本当のお話

 今から数百年と昔のこと。

 村にはフロネリアという精霊が住んでいた。

 太陽のように煌めく金髪に黄金の美しい瞳を持つ彼女は村で語り継がれているような聡明で慈愛に満ちた聖母のような存在……ではなく、ただの寂しがり屋で悪戯好きな女性だった。

 しかも、氷像で描かれているようなボン、キュ、ボンの見目麗しい、才色兼備な容姿もしていない。

 実際は少女と見紛うほどの小さな背丈に幼児体形、童顔の無邪気な笑顔が良く似合う子供っぽい女性である。

 外部者に自分の存在がバレ、住処を追われたり村に迷惑をかけたりするのが忍びなくて村はずれでひっそりと暮らしていたが、本当は人と一緒にいるのが好きな子だった。

 そして、そのくせして捻くれ者だった。

 構ってほしいのに上手く伝えられなくて大人に悪戯を繰り返したり、気まぐれに手伝いをしたり、あるいは同じように暇そうな子供を連れて森で遊んだりしていた。

 無邪気に笑って村の繁栄を助けてくれるフロネリアは、まるで村の小さな守り神だ。

 大人たちは、農作物やきゅうりの漬物を盗み食いされたり、急に後ろからモギュッと抱き着かれて驚かされたりと無邪気ないたずらに困らせられることも少なくなかった。

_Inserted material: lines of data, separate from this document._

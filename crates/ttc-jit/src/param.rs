use std::collections::hash_map::DefaultHasher;
use std::ffi::c_void;
use std::hash::{Hash, Hasher};

use serde::{Deserialize, Serialize};

use crate::error::{TtcError, TtcResult};
use crate::options::{Datatype, Precision};

/// One transposition request.
///
/// `perm`, `size` and `loop_perm` form the signature that decides plan reuse.
/// `alpha`, `beta`, `lda` and `ldb` only affect how a plan is called.
#[derive(Debug, Clone, PartialEq, Serialize, Deserialize)]
pub struct TransposeParam {
    pub perm: Vec<u32>,
    pub size: Vec<u32>,
    pub loop_perm: Option<Vec<u32>>,
    pub alpha: f64,
    pub beta: f64,
    pub lda: Option<Vec<i32>>,
    pub ldb: Option<Vec<i32>>,
}

impl TransposeParam {
    pub fn new(perm: &[u32], size: &[u32]) -> Self {
        Self {
            perm: perm.to_vec(),
            size: size.to_vec(),
            loop_perm: None,
            alpha: 1.0,
            beta: 0.0,
            lda: None,
            ldb: None,
        }
    }

    pub fn with_loop_perm(mut self, loop_perm: &[u32]) -> Self {
        self.loop_perm = Some(loop_perm.to_vec());
        self
    }

    pub fn with_alpha(mut self, alpha: f64) -> Self {
        self.alpha = alpha;
        self
    }

    pub fn with_beta(mut self, beta: f64) -> Self {
        self.beta = beta;
        self
    }

    pub fn with_strides(mut self, lda: &[i32], ldb: &[i32]) -> Self {
        self.lda = Some(lda.to_vec());
        self.ldb = Some(ldb.to_vec());
        self
    }

    pub fn dim(&self) -> usize {
        self.perm.len()
    }

    pub fn validate(&self) -> TtcResult<()> {
        let dim = self.dim();
        if dim == 0 {
            return Err(TtcError::invalid("transpose param has no dimensions"));
        }
        if self.size.len() != dim {
            return Err(TtcError::invalid(format!(
                "size has {} entries, expected {dim}",
                self.size.len()
            )));
        }
        if self.size.contains(&0) {
            return Err(TtcError::invalid("tensor extents must be non-zero"));
        }
        let optional = [
            ("loop_perm", self.loop_perm.as_ref().map(Vec::len)),
            ("lda", self.lda.as_ref().map(Vec::len)),
            ("ldb", self.ldb.as_ref().map(Vec::len)),
        ];
        for (name, len) in optional {
            if let Some(len) = len {
                if len != dim {
                    return Err(TtcError::invalid(format!(
                        "{name} has {len} entries, expected {dim}"
                    )));
                }
            }
        }
        Ok(())
    }

    pub fn signature(&self) -> Signature<'_> {
        Signature {
            perm: &self.perm,
            size: &self.size,
            loop_perm: self.loop_perm.as_deref(),
        }
    }

    /// Product of the extents, folded from the last axis to the first.
    pub fn total_elements(&self) -> usize {
        self.size
            .iter()
            .rev()
            .fold(1usize, |acc, &extent| acc.saturating_mul(extent as usize))
    }
}

/// Borrowed view over the signature members of a [`TransposeParam`].
#[derive(Debug, Clone, Copy, PartialEq, Eq, Hash)]
pub struct Signature<'a> {
    pub perm: &'a [u32],
    pub size: &'a [u32],
    pub loop_perm: Option<&'a [u32]>,
}

impl Signature<'_> {
    pub fn fingerprint(&self) -> u64 {
        let mut hasher = DefaultHasher::new();
        self.hash(&mut hasher);
        hasher.finish()
    }

    pub fn dim(&self) -> usize {
        self.perm.len()
    }
}

/// alpha or beta stored at the precision the kernel reads.
#[derive(Debug, Clone, Copy, PartialEq, Serialize, Deserialize)]
pub enum Scalar {
    Single(f32),
    Double(f64),
}

impl Scalar {
    pub fn new(value: f64, precision: Precision) -> Self {
        match precision {
            Precision::Single => Scalar::Single(value as f32),
            Precision::Double => Scalar::Double(value),
        }
    }

    pub fn is_zero(&self) -> bool {
        match *self {
            Scalar::Single(v) => v == 0.0,
            Scalar::Double(v) => v == 0.0,
        }
    }

    pub fn as_f64(&self) -> f64 {
        match *self {
            Scalar::Single(v) => v as f64,
            Scalar::Double(v) => v,
        }
    }

    pub(crate) fn as_ptr(&self) -> *const c_void {
        match self {
            Scalar::Single(v) => v as *const f32 as *const c_void,
            Scalar::Double(v) => v as *const f64 as *const c_void,
        }
    }
}

/// The private copy of a request a plan is built from and called with.
#[derive(Debug, Clone, PartialEq, Serialize, Deserialize)]
pub struct PlanParam {
    pub perm: Vec<u32>,
    pub size: Vec<u32>,
    pub loop_perm: Option<Vec<u32>>,
    pub alpha: Scalar,
    pub beta: Scalar,
    pub lda: Option<Vec<i32>>,
    pub ldb: Option<Vec<i32>>,
}

impl PlanParam {
    /// Copies `param`, narrowing the scalars to the datatype's precision.
    ///
    /// alpha <= 0 becomes 1.0 and beta <= 0 becomes 0.0.
    pub fn normalize(param: &TransposeParam, datatype: Datatype) -> TtcResult<Self> {
        param.validate()?;
        let alpha = if param.alpha <= 0.0 { 1.0 } else { param.alpha };
        let beta = if param.beta <= 0.0 { 0.0 } else { param.beta };
        Ok(Self {
            perm: param.perm.clone(),
            size: param.size.clone(),
            loop_perm: param.loop_perm.clone(),
            alpha: Scalar::new(alpha, datatype.alpha_precision()),
            beta: Scalar::new(beta, datatype.beta_precision()),
            lda: param.lda.clone(),
            ldb: param.ldb.clone(),
        })
    }

    pub fn dim(&self) -> usize {
        self.perm.len()
    }

    pub fn signature(&self) -> Signature<'_> {
        Signature {
            perm: &self.perm,
            size: &self.size,
            loop_perm: self.loop_perm.as_deref(),
        }
    }

    pub fn total_elements(&self) -> usize {
        self.size
            .iter()
            .rev()
            .fold(1usize, |acc, &extent| acc.saturating_mul(extent as usize))
    }
}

 だが、いずれも小さな頃に遊んでもらった記憶や一緒に大人へ悪戯をしかけにいった記憶、村が基金に喘いだ時に助けてもらった記憶などがよぎり、

「相変わらず、仕方のない悪戯っ子だな」

 と、笑ってフロネリアを受け入れていた。

 祖父の世代から存在し、いつまでも若々しいフロネリアだ。

 村人たちのうち誰も、フロネリアと共にある未来を信じて疑わなかった。

 しかし、悲しい事にフロネリアは神ではなく精霊だ。

 精霊とは非常に特殊な存在で生まれた頃は肉体を持っているのだが、それが年齢を重ねるとともに魔力の塊へと置き換わってゆく。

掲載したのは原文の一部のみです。